◆ Exercise requirements ◆
Look for the word "InvalidAllocation" in the material below. Copy each line that has it.

◆ Data to use ◆

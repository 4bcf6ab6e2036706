//! Error types for formulation, solving, and risk assessment.

/// Errors raised at the combinatorial backend boundary.
///
/// These are surfaced unmodified to the caller; the engine never retries.
#[derive(Debug, Clone, PartialEq, thiserror::Error)]
pub enum BackendError {
    #[error("backend unavailable: {0}")]
    Unavailable(String),

    #[error("backend misconfigured: {0}")]
    Misconfigured(String),

    #[error("backend returned no samples")]
    NoSamples,

    #[error("sample has {got} bits, expected at least {expected}")]
    ShortSample { expected: usize, got: usize },
}

/// All errors that can occur while building or solving an allocation.
#[derive(Debug, Clone, PartialEq, thiserror::Error)]
pub enum Error {
    #[error("invalid input: {0}")]
    InvalidInput(String),

    #[error("invalid config: {0}")]
    InvalidConfig(String),

    #[error(
        "cannot assess risk for a riskless/degenerate allocation (volatility = {volatility:e})"
    )]
    DegenerateInput { volatility: f64 },

    #[error("invalid allocation: {0}")]
    InvalidAllocation(String),

    #[error(transparent)]
    Backend(#[from] BackendError),
}

pub type Result<T> = std::result::Result<T, Error>;
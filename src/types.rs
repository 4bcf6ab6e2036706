//! Validated input and output vectors.
//!
//! All three vector types are index-aligned: entry `i` of a [`ReturnVector`],
//! row/column `i` of a [`CovarianceMatrix`], and entry `i` of a [`Weights`]
//! refer to the same asset.

use crate::error::{Error, Result};

/// Tolerance on `Σw = 1` for a [`Weights`] built from outside the normalizer.
pub const WEIGHT_SUM_TOLERANCE: f64 = 1e-6;

/// Absolute tolerance for `M[i][j] == M[j][i]`, scaled by the entry magnitude.
const SYMMETRY_TOLERANCE: f64 = 1e-12;

/// Expected return per asset. Immutable once constructed.
#[derive(Clone, Debug, PartialEq)]
#[cfg_attr(
    feature = "serde",
    derive(serde::Serialize, serde::Deserialize),
    serde(try_from = "Vec<f64>", into = "Vec<f64>")
)]
pub struct ReturnVector(Vec<f64>);

impl ReturnVector {
    /// Build from raw expected returns. Rejects empty or non-finite input.
    pub fn new(values: Vec<f64>) -> Result<Self> {
        if values.is_empty() {
            return Err(Error::InvalidInput("return vector is empty".into()));
        }
        if let Some(i) = values.iter().position(|x| !x.is_finite()) {
            return Err(Error::InvalidInput(format!(
                "return for asset {i} is not finite: {}",
                values[i]
            )));
        }
        Ok(Self(values))
    }

    /// Number of assets.
    #[inline]
    pub fn len(&self) -> usize {
        self.0.len()
    }

    /// Always false: construction rejects empty vectors.
    #[inline]
    pub fn is_empty(&self) -> bool {
        self.0.is_empty()
    }

    #[inline]
    pub fn as_slice(&self) -> &[f64] {
        &self.0
    }

    /// Expected portfolio return `Σ rᵢ·wᵢ`.
    #[inline]
    pub fn portfolio_return(&self, w: &[f64]) -> f64 {
        dot(&self.0, w)
    }
}

impl TryFrom<Vec<f64>> for ReturnVector {
    type Error = Error;

    fn try_from(values: Vec<f64>) -> Result<Self> {
        Self::new(values)
    }
}

impl From<ReturnVector> for Vec<f64> {
    fn from(r: ReturnVector) -> Self {
        r.0
    }
}

/// Symmetric N×N return covariance matrix with a non-negative diagonal.
///
/// Positive semi-definiteness is assumed, not checked: a matrix that is
/// symmetric but indefinite can produce a negative quadratic form, which the
/// risk layer reports as [`Error::DegenerateInput`].
#[derive(Clone, Debug, PartialEq)]
#[cfg_attr(
    feature = "serde",
    derive(serde::Serialize, serde::Deserialize),
    serde(try_from = "Vec<Vec<f64>>", into = "Vec<Vec<f64>>")
)]
pub struct CovarianceMatrix(Vec<Vec<f64>>);

impl CovarianceMatrix {
    pub fn new(rows: Vec<Vec<f64>>) -> Result<Self> {
        let n = rows.len();
        if n == 0 {
            return Err(Error::InvalidInput("covariance matrix is empty".into()));
        }

        for (i, row) in rows.iter().enumerate() {
            if row.len() != n {
                return Err(Error::InvalidInput(format!(
                    "covariance row {i} has {} columns, expected {n}",
                    row.len()
                )));
            }
            if row.iter().any(|x| !x.is_finite()) {
                return Err(Error::InvalidInput(format!(
                    "covariance row {i} contains a non-finite entry"
                )));
            }
        }

        for i in 0..n {
            if rows[i][i] < 0.0 {
                return Err(Error::InvalidInput(format!(
                    "covariance diagonal [{i}][{i}] is negative: {}",
                    rows[i][i]
                )));
            }
            for j in (i + 1)..n {
                let (a, b) = (rows[i][j], rows[j][i]);
                let scale = a.abs().max(b.abs()).max(1.0);
                if (a - b).abs() > SYMMETRY_TOLERANCE * scale {
                    return Err(Error::InvalidInput(format!(
                        "covariance is not symmetric at [{i}][{j}]: {a} != {b}"
                    )));
                }
            }
        }

        Ok(Self(rows))
    }

    /// Dimension N.
    #[inline]
    pub fn len(&self) -> usize {
        self.0.len()
    }

    #[inline]
    pub fn is_empty(&self) -> bool {
        self.0.is_empty()
    }

    /// Entry `M[i][j]`.
    #[inline]
    pub fn get(&self, i: usize, j: usize) -> f64 {
        self.0[i][j]
    }

    pub fn rows(&self) -> &[Vec<f64>] {
        &self.0
    }

    /// `Σ·w`.
    pub fn mul_vec(&self, w: &[f64]) -> Vec<f64> {
        self.0.iter().map(|row| dot(row, w)).collect()
    }

    /// Portfolio variance `wᵀ·Σ·w`.
    pub fn quad_form(&self, w: &[f64]) -> f64 {
        dot(w, &self.mul_vec(w))
    }
}

impl TryFrom<Vec<Vec<f64>>> for CovarianceMatrix {
    type Error = Error;

    fn try_from(rows: Vec<Vec<f64>>) -> Result<Self> {
        Self::new(rows)
    }
}

impl From<CovarianceMatrix> for Vec<Vec<f64>> {
    fn from(m: CovarianceMatrix) -> Self {
        m.0
    }
}

/// Check that returns and covariance describe the same number of assets.
pub fn check_dimensions(returns: &ReturnVector, covariance: &CovarianceMatrix) -> Result<usize> {
    if returns.len() != covariance.len() {
        return Err(Error::InvalidInput(format!(
            "{} returns but covariance is {}x{}",
            returns.len(),
            covariance.len(),
            covariance.len()
        )));
    }
    Ok(returns.len())
}

/// Long-only portfolio weights on the unit simplex.
///
/// Every entry is finite and `>= 0`, and the entries sum to 1 within
/// [`WEIGHT_SUM_TOLERANCE`].
#[derive(Clone, Debug, PartialEq)]
#[cfg_attr(
    feature = "serde",
    derive(serde::Serialize, serde::Deserialize),
    serde(try_from = "Vec<f64>", into = "Vec<f64>")
)]
pub struct Weights(Vec<f64>);

impl Weights {
    /// Wrap an already-normalized vector, checking the simplex invariants.
    ///
    /// Use [`crate::normalize`] to turn a raw allocation into weights.
    pub fn new(values: Vec<f64>) -> Result<Self> {
        if values.is_empty() {
            return Err(Error::InvalidAllocation("weights are empty".into()));
        }
        if let Some(i) = values.iter().position(|x| !x.is_finite() || *x < 0.0) {
            return Err(Error::InvalidAllocation(format!(
                "weight {i} is negative or non-finite: {}",
                values[i]
            )));
        }
        let sum: f64 = values.iter().sum();
        if (sum - 1.0).abs() > WEIGHT_SUM_TOLERANCE {
            return Err(Error::InvalidAllocation(format!(
                "weights sum to {sum}, expected 1"
            )));
        }
        Ok(Self(values))
    }

    /// Constructor for vectors the normalizer has already divided through.
    pub(crate) fn from_normalized(values: Vec<f64>) -> Self {
        Self(values)
    }

    /// The equal-weight portfolio `1/N` per asset.
    pub fn equal(n: usize) -> Self {
        Self(equal_weights(n))
    }

    #[inline]
    pub fn len(&self) -> usize {
        self.0.len()
    }

    #[inline]
    pub fn is_empty(&self) -> bool {
        self.0.is_empty()
    }

    #[inline]
    pub fn as_slice(&self) -> &[f64] {
        &self.0
    }

    pub fn into_vec(self) -> Vec<f64> {
        self.0
    }
}

impl TryFrom<Vec<f64>> for Weights {
    type Error = Error;

    fn try_from(values: Vec<f64>) -> Result<Self> {
        Self::new(values)
    }
}

impl From<Weights> for Vec<f64> {
    fn from(w: Weights) -> Self {
        w.0
    }
}

impl AsRef<[f64]> for Weights {
    fn as_ref(&self) -> &[f64] {
        &self.0
    }
}

/// Raw solver output, consumed immediately by [`crate::normalize`].
#[derive(Clone, Debug, PartialEq)]
#[cfg_attr(feature = "serde", derive(serde::Serialize, serde::Deserialize))]
pub struct OptimizationResult {
    /// Per-asset allocation, each entry `>= 0`. Not necessarily on the simplex.
    pub raw_allocation: Vec<f64>,
    /// Objective (continuous) or energy (combinatorial) at `raw_allocation`.
    pub objective_value: f64,
    /// False when the solver stopped on its iteration limit.
    pub converged: bool,
}

#[inline]
pub(crate) fn dot(a: &[f64], b: &[f64]) -> f64 {
    a.iter().zip(b).map(|(x, y)| x * y).sum()
}

pub(crate) fn equal_weights(n: usize) -> Vec<f64> {
    if n == 0 {
        return Vec::new();
    }
    vec![1.0 / n as f64; n]
}

#[cfg(test)]
mod tests {
    use super::*;

    fn cov3() -> Vec<Vec<f64>> {
        vec![
            vec![1e-4, 2e-5, 1e-5],
            vec![2e-5, 1.5e-4, 3e-5],
            vec![1e-5, 3e-5, 1.2e-4],
        ]
    }

    #[test]
    fn returns_reject_empty_and_nan() {
        assert!(ReturnVector::new(vec![]).is_err());
        assert!(ReturnVector::new(vec![0.01, f64::NAN]).is_err());
        assert_eq!(ReturnVector::new(vec![0.01, 0.02]).unwrap().len(), 2);
    }

    #[test]
    fn covariance_rejects_ragged() {
        let err = CovarianceMatrix::new(vec![vec![1e-4, 0.0], vec![0.0]]).unwrap_err();
        assert!(matches!(err, Error::InvalidInput(_)));
    }

    #[test]
    fn covariance_rejects_asymmetric() {
        let mut rows = cov3();
        rows[0][1] = 5e-5;
        assert!(CovarianceMatrix::new(rows).is_err());
    }

    #[test]
    fn covariance_rejects_negative_diagonal() {
        assert!(CovarianceMatrix::new(vec![vec![-1e-4]]).is_err());
    }

    #[test]
    fn quad_form_matches_hand_computation() {
        let cov = CovarianceMatrix::new(cov3()).unwrap();
        let w = [0.4, 0.4, 0.2];
        // 0.16e-4 + 0.16*1.5e-4 + 0.04*1.2e-4 + 2*(0.16*2e-5 + 0.08*1e-5 + 0.08*3e-5)
        let expected = 0.16e-4 + 0.24e-4 + 0.048e-4 + 2.0 * (0.32e-5 + 0.08e-5 + 0.24e-5);
        assert!((cov.quad_form(&w) - expected).abs() < 1e-15);
    }

    #[test]
    fn dimension_mismatch() {
        let r = ReturnVector::new(vec![0.01, 0.02]).unwrap();
        let cov = CovarianceMatrix::new(cov3()).unwrap();
        assert!(check_dimensions(&r, &cov).is_err());
    }

    #[test]
    fn weights_invariants() {
        assert!(Weights::new(vec![0.5, 0.5]).is_ok());
        assert!(Weights::new(vec![0.5, 0.6]).is_err());
        assert!(Weights::new(vec![1.5, -0.5]).is_err());
        let eq = Weights::equal(4);
        assert!(eq.as_slice().iter().all(|w| (*w - 0.25).abs() < 1e-15));
    }
}
//! Single-flip simulated annealing.

use rand::rngs::StdRng;
use rand::{Rng, SeedableRng};

use super::{QuboBackend, Sample};
use crate::error::BackendError;
use crate::formulate::QuboProblem;

/// Classical annealer drawing one independent sample per shot.
///
/// Temperatures follow a geometric schedule from `hot · scale` down to
/// `cold · scale`, where `scale` is the largest absolute QUBO coefficient, so
/// the same settings work whatever the penalty magnitude. The RNG is seeded
/// per call: identical inputs give identical samples.
#[derive(Clone, Debug, PartialEq)]
pub struct AnnealingSampler {
    pub sweeps: usize,
    pub hot: f64,
    pub cold: f64,
    pub seed: u64,
}

impl AnnealingSampler {
    pub fn new(seed: u64) -> Self {
        Self {
            seed,
            ..Self::default()
        }
    }

    pub fn sweeps(mut self, sweeps: usize) -> Self {
        self.sweeps = sweeps;
        self
    }

    fn validate(&self) -> Result<(), BackendError> {
        if self.sweeps == 0 {
            return Err(BackendError::Misconfigured("sweeps must be > 0".into()));
        }
        let ordered = self.cold > 0.0 && self.hot > self.cold;
        if !(self.hot.is_finite() && self.cold.is_finite() && ordered) {
            return Err(BackendError::Misconfigured(format!(
                "temperature range must satisfy hot > cold > 0, got {} / {}",
                self.hot, self.cold
            )));
        }
        Ok(())
    }
}

impl Default for AnnealingSampler {
    fn default() -> Self {
        Self {
            sweeps: 1000,
            hot: 1.0,
            cold: 1e-9,
            seed: 0,
        }
    }
}

/// Dense view of a QUBO for O(n) flip deltas.
struct Dense {
    /// `cᵢ + Qᵢᵢ`
    field: Vec<f64>,
    /// Symmetric off-diagonal couplings, zero diagonal.
    coupling: Vec<Vec<f64>>,
    scale: f64,
}

impl Dense {
    fn from_problem(problem: &QuboProblem) -> Self {
        let n = problem.num_variables();
        let mut field = vec![0.0; n];
        let mut coupling = vec![vec![0.0; n]; n];

        for (&i, &c) in problem.linear() {
            field[i] += c;
        }
        for (&(i, j), &q) in problem.quadratic() {
            if i == j {
                field[i] += q;
            } else {
                coupling[i][j] += q;
                coupling[j][i] += q;
            }
        }

        let scale = field
            .iter()
            .chain(coupling.iter().flatten())
            .fold(0.0_f64, |m, x| m.max(x.abs()));

        Self {
            field,
            coupling,
            scale: if scale > 0.0 { scale } else { 1.0 },
        }
    }

    /// Energy change from flipping bit `i`.
    fn flip_delta(&self, bits: &[u8], i: usize) -> f64 {
        let local: f64 = self.field[i]
            + self.coupling[i]
                .iter()
                .zip(bits)
                .map(|(q, b)| q * f64::from(*b))
                .sum::<f64>();
        if bits[i] == 0 { local } else { -local }
    }
}

impl QuboBackend for AnnealingSampler {
    fn name(&self) -> &str {
        "annealing"
    }

    fn sample(&self, problem: &QuboProblem, shots: usize) -> Result<Vec<Sample>, BackendError> {
        self.validate()?;
        if shots == 0 {
            return Err(BackendError::Misconfigured("shots must be > 0".into()));
        }

        let n = problem.num_variables();
        let dense = Dense::from_problem(problem);
        let t_hot = self.hot * dense.scale;
        let t_cold = self.cold * dense.scale;
        let cooling = if self.sweeps > 1 {
            (t_cold / t_hot).powf(1.0 / (self.sweeps - 1) as f64)
        } else {
            1.0
        };

        let mut rng = StdRng::seed_from_u64(self.seed);
        let mut samples = Vec::with_capacity(shots);

        for _ in 0..shots {
            let mut bits: Vec<u8> = (0..n).map(|_| u8::from(rng.gen_bool(0.5))).collect();
            let mut t = t_hot;

            for _ in 0..self.sweeps {
                for i in 0..n {
                    let delta = dense.flip_delta(&bits, i);
                    if delta <= 0.0 || rng.gen_range(0.0..1.0) < (-delta / t).exp() {
                        bits[i] ^= 1;
                    }
                }
                t *= cooling;
            }

            samples.push(Sample::scored(problem, bits));
        }

        Ok(samples)
    }
}
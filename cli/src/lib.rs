//! varopt-cli: command-line front end for varopt.
//!
//! Reads expected returns and a covariance matrix from a JSON file, runs the
//! optimizer selected in a TOML config (or on the command line), and prints
//! the allocation with its VaR/CVaR report.

pub mod config;
pub mod error;
pub mod input;
pub mod run;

◆ Exercise result ◆
    InvalidAllocation(String),
            return Err(Error::InvalidAllocation("weights are empty".into()));
            return Err(Error::InvalidAllocation(format!(
            return Err(Error::InvalidAllocation(format!(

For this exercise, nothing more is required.